-- Records for the task follows --
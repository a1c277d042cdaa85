//! Shared security primitives for the swap engine
//!
//! Provides the reentrancy guard and the single-admin access gate used by
//! every entry point of the engine.

use std::cell::Cell;
use swap_types::ids::Address;
use tracing::warn;

use crate::errors::SwapError;

/// Reentrancy guard preventing nested calls into protected functions.
///
/// An entry point enters the guard before touching state and holds the
/// returned [`Entered`] handle for the rest of the call. Any nested entry
/// attempt fails. Dropping the handle releases the guard, so it is released
/// on every exit path including early `?` returns.
#[derive(Debug, Default)]
pub struct ReentrancyGuard {
    locked: Cell<bool>,
}

impl ReentrancyGuard {
    /// Create a new unlocked guard.
    pub fn new() -> Self {
        Self {
            locked: Cell::new(false),
        }
    }

    /// Acquire the guard for the duration of the returned handle.
    pub fn enter(&self) -> Result<Entered<'_>, SwapError> {
        if self.locked.replace(true) {
            warn!("reentrant call rejected");
            return Err(SwapError::Reentrancy);
        }
        Ok(Entered { guard: self })
    }

    /// Check if currently locked.
    pub fn is_locked(&self) -> bool {
        self.locked.get()
    }
}

/// Proof that the current call holds the [`ReentrancyGuard`].
#[derive(Debug)]
pub struct Entered<'a> {
    guard: &'a ReentrancyGuard,
}

impl Drop for Entered<'_> {
    fn drop(&mut self) {
        self.guard.locked.set(false);
    }
}

/// Single-admin access control.
///
/// The admin is bound once when the engine is initialized and never changes.
#[derive(Debug, Clone, PartialEq, Eq)]
pub struct AccessControl {
    admin: Address,
}

impl AccessControl {
    /// Create access control with its admin.
    pub fn new(admin: Address) -> Self {
        Self { admin }
    }

    /// Check if a caller is admin.
    pub fn is_admin(&self, caller: &Address) -> bool {
        *caller == self.admin
    }

    /// Fail with `Unauthorized` unless `caller` is the admin.
    pub fn require_admin(&self, caller: &Address) -> Result<(), SwapError> {
        if !self.is_admin(caller) {
            warn!(%caller, admin = %self.admin, "privileged call rejected");
            return Err(SwapError::Unauthorized { caller: *caller });
        }
        Ok(())
    }

    /// Get the admin identifier.
    pub fn admin(&self) -> Address {
        self.admin
    }
}
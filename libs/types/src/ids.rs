//! Identifier types for swap engine entities
//!
//! Accounts and assets share one 20-byte address space, the way the chain the
//! engine is deployed on addresses both externally owned accounts and token
//! contracts. Swaps carry UUID v7 identifiers so indexers can order them.

use serde::{Deserialize, Serialize};
use std::fmt;
use uuid::Uuid;

/// 20-byte account or asset address.
///
/// Parses from hex with or without `0x`, displays EIP-55 checksummed and
/// serializes as the same string.
pub use alloy_primitives::Address;

/// Length of an address in bytes.
pub const ADDRESS_LEN: usize = 20;

/// Constructors the engine needs on top of [`Address`].
pub trait AddressExt {
    /// Build an address whose trailing bytes hold `value` (big-endian).
    ///
    /// Handy for well-known low addresses such as precompiles and the
    /// native-asset marker `0x…1010`.
    fn from_low_u64(value: u64) -> Self;
}

impl AddressExt for Address {
    fn from_low_u64(value: u64) -> Self {
        let mut bytes = [0u8; ADDRESS_LEN];
        bytes[ADDRESS_LEN - 8..].copy_from_slice(&value.to_be_bytes());
        Address::new(bytes)
    }
}

/// Unique identifier for a completed swap
///
/// Uses UUID v7 for time-based sorting of the swap history.
#[derive(Debug, Clone, Copy, PartialEq, Eq, Hash, Serialize, Deserialize)]
#[serde(transparent)]
pub struct SwapId(Uuid);

impl SwapId {
    /// Create a new SwapId with current timestamp
    pub fn new() -> Self {
        Self(Uuid::now_v7())
    }

    pub fn from_uuid(uuid: Uuid) -> Self {
        Self(uuid)
    }

    pub fn as_uuid(&self) -> &Uuid {
        &self.0
    }
}

impl Default for SwapId {
    fn default() -> Self {
        Self::new()
    }
}

impl fmt::Display for SwapId {
    fn fmt(&self, f: &mut fmt::Formatter<'_>) -> fmt::Result {
        write!(f, "{}", self.0)
    }
}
-- Records for the task concluded --
Task goal
Respond with a number only, the count of lines in the entries where the string "false" occurs.

Solution for this problem
2